Embevecido, inebriado, satisfeito com o que só a boa arte pode proporcionar: a sensação de que vivi tudo naqueles momentos fugazes do show. Alegria, tristeza, riso, choro, vida, morte. E não foi só pela música sublime apresentada por João. Nem por seu violão - motor de uma revolução musical -, ou voz -, que inventou uma nova maneira de cantar. Mas pela metáfora que João Gilberto concebeu ali, no palco do Teatro Municipal carioca.

Metáfora, pois o show significou um ato de resistência. Logo o João Gilberto, tão apolítico. Explico: todos sabemos que o Rio é hoje uma cidade fraturada, agredida e desmoralizada. O crime organizado e desorganizado, o tráfico de drogas, a desigualdade social, a corrupção política, a boçalidade e o desleixo das administrações transformaram o cartão postal do Brasil num de seus piores pesadelos. Mas o retrato em branco e preto que João Gilberto nos apresentou ali foi outro.

Em suas interpretações quase silenciosas de grandes canções – dava para ouvir a respiração da platéia enquanto ele cantava; tosses, pigarros e espirros transformavam-se em verdadeiros atentados sonoros – ele parecia querer dizer que uma mudança ainda é possível. Como se aquele silêncio e sutileza se impusessem aos tiros, aos gritos e à canalhice generalizada.
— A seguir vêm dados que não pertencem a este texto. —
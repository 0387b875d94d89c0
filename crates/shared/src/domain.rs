use std::{fmt, str::FromStr};

use serde::{Deserialize, Serialize};

use crate::error::DomainError;

/// Largest reference image accepted by the form (10 MiB).
pub const MAX_IMAGE_BYTES: u64 = 10 * 1024 * 1024;
/// Prompt length cap, counted in characters.
pub const MAX_PROMPT_CHARS: usize = 1000;
/// File name used when saving a generated image locally.
pub const DOWNLOAD_FILENAME: &str = "generated.png";

macro_rules! token_enum {
    ($name:ident { $($variant:ident => $token:literal),+ $(,)? }) => {
        #[derive(Debug, Clone, Copy, PartialEq, Eq, Hash, Serialize, Deserialize)]
        pub enum $name {
            $(
                #[serde(rename = $token)]
                $variant,
            )+
        }

        impl $name {
            pub const ALL: &'static [$name] = &[$($name::$variant),+];

            pub fn as_str(self) -> &'static str {
                match self {
                    $($name::$variant => $token,)+
                }
            }
        }

        impl fmt::Display for $name {
            fn fmt(&self, f: &mut fmt::Formatter<'_>) -> fmt::Result {
                f.write_str(self.as_str())
            }
        }
    };
}

token_enum!(AspectRatio {
    Square => "1:1",
    Widescreen => "16:9",
    Landscape3x2 => "3:2",
    Portrait2x3 => "2:3",
    Portrait4x5 => "4:5",
    Landscape5x4 => "5:4",
    Vertical => "9:16",
    Portrait3x4 => "3:4",
    Landscape4x3 => "4:3",
});

token_enum!(ImageMime {
    Jpeg => "image/jpeg",
    Png => "image/png",
    Gif => "image/gif",
    Webp => "image/webp",
});

impl Default for AspectRatio {
    fn default() -> Self {
        AspectRatio::Square
    }
}

impl FromStr for AspectRatio {
    type Err = DomainError;

    fn from_str(raw: &str) -> Result<Self, Self::Err> {
        let raw = raw.trim();
        AspectRatio::ALL
            .iter()
            .copied()
            .find(|ratio| ratio.as_str() == raw)
            .ok_or_else(|| DomainError::UnknownAspectRatio(raw.to_string()))
    }
}

impl FromStr for ImageMime {
    type Err = DomainError;

    fn from_str(raw: &str) -> Result<Self, Self::Err> {
        let normalized = raw.trim().to_ascii_lowercase();
        // Some platforms still report the legacy jpeg alias.
        let normalized = if normalized == "image/jpg" {
            "image/jpeg".to_string()
        } else {
            normalized
        };
        ImageMime::ALL
            .iter()
            .copied()
            .find(|mime| mime.as_str() == normalized)
            .ok_or_else(|| DomainError::UnsupportedMimeType(raw.to_string()))
    }
}
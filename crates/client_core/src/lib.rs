use std::sync::Arc;

use async_trait::async_trait;
use reqwest::{
    multipart::{Form, Part},
    Client,
};
use shared::{
    domain::{AspectRatio, ImageMime},
    protocol::{fields, GenerateResponse},
};
use tracing::{debug, info, warn};
use url::Url;

pub mod error;
pub mod form;
pub mod resources;
pub mod settings;

pub use error::{DownloadError, FormError, GenerateError, SettingsError};
pub use form::{CandidateFile, FormController, FormSnapshot, SelectedFile};
pub use resources::{ObjectUrl, ObjectUrlRegistry};
pub use settings::{load_settings, resolve_settings, ImagePolicy, Settings};

/// Reference image attached to a generation request.
#[derive(Debug, Clone)]
pub struct ImageAttachment {
    pub file_name: String,
    pub mime: ImageMime,
    pub bytes: Arc<[u8]>,
}

#[derive(Debug, Clone)]
pub struct GenerateRequest {
    pub image: Option<ImageAttachment>,
    pub prompt: String,
    pub aspect_ratio: AspectRatio,
}

/// Remote side of the form: one generation call and one image fetch.
#[async_trait]
pub trait GenerationBackend: Send + Sync {
    /// Returns the URL of the generated image.
    async fn generate(&self, request: GenerateRequest) -> Result<String, GenerateError>;
    async fn fetch_image(&self, url: &str) -> Result<Vec<u8>, DownloadError>;
}

pub struct HttpGenerationBackend {
    http: Client,
    generate_url: Url,
}

impl HttpGenerationBackend {
    pub fn new(settings: &Settings) -> Self {
        Self::with_client(Client::new(), settings)
    }

    pub fn with_client(http: Client, settings: &Settings) -> Self {
        Self {
            http,
            generate_url: settings.generate_url(),
        }
    }

    pub fn generate_url(&self) -> &Url {
        &self.generate_url
    }

    fn build_form(request: GenerateRequest) -> Result<Form, GenerateError> {
        let mut form = Form::new();
        if let Some(image) = request.image {
            let part = Part::bytes(image.bytes.to_vec())
                .file_name(image.file_name)
                .mime_str(image.mime.as_str())
                .map_err(|e| GenerateError::Transport(e.to_string()))?;
            form = form.part(fields::IMAGE, part);
        }
        Ok(form
            .text(fields::PROMPT, request.prompt)
            .text(fields::ASPECT_RATIO, request.aspect_ratio.as_str()))
    }
}

#[async_trait]
impl GenerationBackend for HttpGenerationBackend {
    async fn generate(&self, request: GenerateRequest) -> Result<String, GenerateError> {
        debug!(
            url = %self.generate_url,
            has_image = request.image.is_some(),
            prompt_chars = request.prompt.chars().count(),
            aspect_ratio = %request.aspect_ratio,
            "assembling generate request"
        );
        let form = Self::build_form(request)?;
        let response = self
            .http
            .post(self.generate_url.clone())
            .multipart(form)
            .send()
            .await?;

        let status = response.status();
        let body = response.bytes().await?;

        if !status.is_success() {
            let message = serde_json::from_slice::<GenerateResponse>(&body)
                .ok()
                .and_then(|parsed| parsed.api_error().message().map(str::to_owned));
            warn!(status = status.as_u16(), ?message, "generation service returned an error");
            return Err(GenerateError::Server {
                status: status.as_u16(),
                message,
            });
        }

        let parsed: GenerateResponse = serde_json::from_slice(&body)
            .map_err(|e| GenerateError::MalformedResponse(e.to_string()))?;
        let url = parsed
            .generated_image_url
            .filter(|url| !url.trim().is_empty())
            .ok_or_else(|| {
                GenerateError::MalformedResponse(
                    "response is missing generated_image_url".to_string(),
                )
            })?;
        info!(status = status.as_u16(), "generation service returned an image");
        Ok(url)
    }

    async fn fetch_image(&self, url: &str) -> Result<Vec<u8>, DownloadError> {
        let bytes = self
            .http
            .get(url)
            .send()
            .await?
            .error_for_status()?
            .bytes()
            .await?;
        Ok(bytes.to_vec())
    }
}

#[cfg(test)]
#[path = "tests/lib_tests.rs"]
mod tests;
Como se aqueles sussurros quase inaudíveis tivessem a capacidade de neutralizar ganância, ignorância, insensibilidade e violência desenfreadas. Como se a beleza e melancolia da música de João Gilberto fossem capazes de anular a feiúra e os esgares da estupidez. Talvez não sejam, de fato. Mas conseguem insuflar ânimo e esperança em espíritos desolados, como o meu. E isso, em si, já é um feito heróico.